Same here although with me it is supermarket home delivery vehicles!


----------



## Scotjimland (May 23, 2005)

We have always waved at everyone but since getting the RV we noticed that few wave back except other RVs and A class  
Is this a snob thing or perhaps they don't recognise and confuse us with a coach? 
When we had the C class few A class waved back either.. and over the years I've noticed that fewer and fewer wave to anyone. 
Sadly I think it will die out like the AA man who used to salute you.


----------



## Pusser (May 9, 2005)

ScotJimland said:


> We have always waved at everyone but since getting the RV we noticed that few wave back except other RVs and A class
> Is this a snob thing or perhaps they don't recognise and confuse us with a coach?
> When we had the C class few A class waved back either.. and over the years I've noticed that fewer and fewer wave to anyone.
> Sadly I think it will die out like the AA man who used to salute you.


I think the trouble is that some posh horseboxes look like M\homes - I have waved several times at these by mistake and feel pretty foolish having done so. The answer is to get a coachbuilt with a huge lump on the front so no mistakes can be made.


----------



## hymmi (May 9, 2005)

Hi,

I wave at everyone,we are all doing the same thing whatever motorhome you have,but i agree with ScotJimland it is a snob thing,when we had coachbuilts or high-top everyone waved,since having Hymers only they and the RV's usually wave...............unless i get in first with a wave then the others will.


----------



## Pusser (May 9, 2005)

Perhaps people perceive that if they have a coachbuilt why wave at an A class which looks nothing like they have got. And if you are pottering along in a 15 year old Wheelie Bin, is a mighty Yank Tank going to bother to respond to that. Try waving at a Roller while driving a Reliant Robin and see what response you get. They are all motorists.
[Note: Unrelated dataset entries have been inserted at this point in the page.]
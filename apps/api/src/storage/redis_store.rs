use async_trait::async_trait;
use redis::{aio::MultiplexedConnection, AsyncCommands, Client};
use tracing::{info, warn};

use super::SnapshotStore;
use crate::errors::AppError;

/// Snapshots kept as plain string values in Redis (GET / SET / DEL).
#[derive(Clone)]
pub struct RedisSnapshotStore {
    conn: MultiplexedConnection,
}

impl RedisSnapshotStore {
    pub async fn connect(url: &str) -> Result<Self, AppError> {
        let client = Client::open(url).map_err(storage_error)?;
        let conn = client
            .get_multiplexed_async_connection()
            .await
            .map_err(storage_error)?;
        info!("Redis snapshot store connected");
        Ok(Self { conn })
    }
}

fn storage_error(e: redis::RedisError) -> AppError {
    AppError::Storage(format!("redis: {e}"))
}

/// Raw value to snapshot text. Non-UTF-8 bytes come back as an empty string,
/// which fails to decode as a snapshot and so goes down the corrupt path.
fn snapshot_text(key: &str, raw: Option<Vec<u8>>) -> Option<String> {
    raw.map(|bytes| {
        String::from_utf8(bytes).unwrap_or_else(|_| {
            warn!(key, "Stored snapshot is not valid UTF-8");
            String::new()
        })
    })
}

#[async_trait]
impl SnapshotStore for RedisSnapshotStore {
    async fn get(&self, key: &str) -> Result<Option<String>, AppError> {
        let mut conn = self.conn.clone();
        let raw = conn
            .get::<_, Option<Vec<u8>>>(key)
            .await
            .map_err(storage_error)?;
        Ok(snapshot_text(key, raw))
    }

    async fn put(&self, key: &str, value: &str) -> Result<(), AppError> {
        let mut conn = self.conn.clone();
        conn.set::<_, _, ()>(key, value).await.map_err(storage_error)
    }

    async fn remove(&self, key: &str) -> Result<(), AppError> {
        let mut conn = self.conn.clone();
        conn.del::<_, ()>(key).await.map_err(storage_error)
    }
}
I think responses are more likely to come when waves are between class for class even though we are all under the umbrella of m\homers and I don't think snobbish behaviour really comes into it. I think it is probably more the case that if driving an old vehicle, waving at a spanking sparkling dream is a tad intimidating.


----------



## 93795 (May 1, 2005)

I know my place :!: :!: ( The Two Ronnies )


----------



## Trond (Nov 30, 2005)

I wave at all motorhomes. In tunnels I flash the light becouse a wave are not visible in the dark. Most ppl wave back but once in a while my wife reports:
"Did you see that, he did not wave!"
I did not see that, I mind my own business and keep my eyes at the road and traffic.
"That must have been a rental" Is my usual reply.
I could not care less if anyone wave back, in fact, I mind so little about this therefore I'm gonna build a afterburner to fit the side exhaust pipe and teach those " I wave at noboddy dudes" a lesson. I bet they start wave at anything with their tyres on fire. :twisted: 

A big wave from a cold and dark place


----------



## xgx (Oct 14, 2005)

8O Dare to be different... wave at the *People* ...as has been said we're all motorhomers whatever we drive

I know it's a bit off topic (mods please ignore  ) 
..speed (sorry, safety) cameras!

just wanted to say thank you to all those who contributed £115 million to road safety


----------



## 90860 (May 1, 2005)

we do it all the time in the van !!!!!!!!!!!!!!!!!!!!!!!!!!!

please Wave back .


----------



## Scotjimland (May 23, 2005)

Pusser said:


> I think responses are more likely to come when waves are between class for class even though we are all under the umbrella of m\homers and I don't think snobbish behaviour really comes into it. .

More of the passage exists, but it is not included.